Wednesday, January 20, 2016

Roe vs. Wade's Legacy: Death and Post Abortion Trauma

Fr. John J. Pasquini, Th.D.

Trauma, if not dealt with, will manifest itself in the most negative of ways.  Hence, the trauma of abortion, if not dealt with, will wreak havoc on a woman and consequently on much of society.  Post-Traumatic Stress Disorder or what is often called Post Abortion Trauma/Syndrome is common.  Thirsty-six percent of women who have had an abortion will suffer from sleep disorders, 31% will suffer regrets, 11% will be prescribed psychotropic medications, and 44% suffer some other sort of nervous disorder associated with PTSD.

Women who have had abortions often seek to deal with the pain in essentially four manners:  through suppression, repression, rationalization, and/or compensation.

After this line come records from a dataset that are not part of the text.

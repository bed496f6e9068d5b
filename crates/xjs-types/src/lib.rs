pub mod domain;
pub mod error;
pub mod tone;
mod util;

pub use domain::*;
pub use error::{Error, Result};
pub use tone::Tone;
pub use util::*;
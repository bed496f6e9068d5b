// Engine: builds the status graph from parsed documents and post-processes it
// (filtering, revision annotation) ahead of presentation.

pub mod builder;
pub mod error;
pub mod filter;
pub mod revisions;

pub use builder::{build_controller, load_controller};
pub use error::{Error, Result};
pub use filter::{
    FilterOptions, apply_filters, filter_applications, filter_dictionary, filter_models,
    filter_units, reset_machines,
};
pub use revisions::{RevisionLookup, RevisionTable, annotate_revisions, collect_charm_ids};

use std::path::Path;
use xjs_types::Controller;

/// Load every report, one controller each, stopping at the first failure
pub fn load_controllers<P: AsRef<Path>>(paths: &[P]) -> Result<Vec<Controller>> {
    paths
        .iter()
        .map(|path| load_controller(path.as_ref()))
        .collect()
}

Women who seek to suppress the trauma of abortion consciously push away or push down any negative feelings.  They do everything possible not to think about the abortion or its trauma.  These are women who often turn to alcohol or drugs to numb their pain, or become workaholics to keep busy and distracted, or avoid prayer, church, and God.  It is not unusual to notice a person get up and walk out of church when the very word abortion is mentioned.  They are not being disrespectful.  They are simply avoiding a reminder of their trauma.

In the most extreme cases, women who suppress their pain will often have more than one abortion (three to ten is not unusual) with the hope that each abortion will lessen the trauma (forty-five percent of women who have had an abortion, will have more than one).  The mentality is: “The more I have, the less it will hurt.”

Women who repress the trauma of abortion do so without any conscious awareness.  Repression is a subconscious defense mechanism where the mind blocks out any negativity.  These repressed feelings manifest themselves through an inability to bond with their husbands or children and an inability to form deep relationships.  They don’t want to be hurt by the possibility of any future losses, so they hold back! 
Rationalization is an argument that one makes to justify one’s action as acceptable.  It is marked with intolerance, anger, and hatred. 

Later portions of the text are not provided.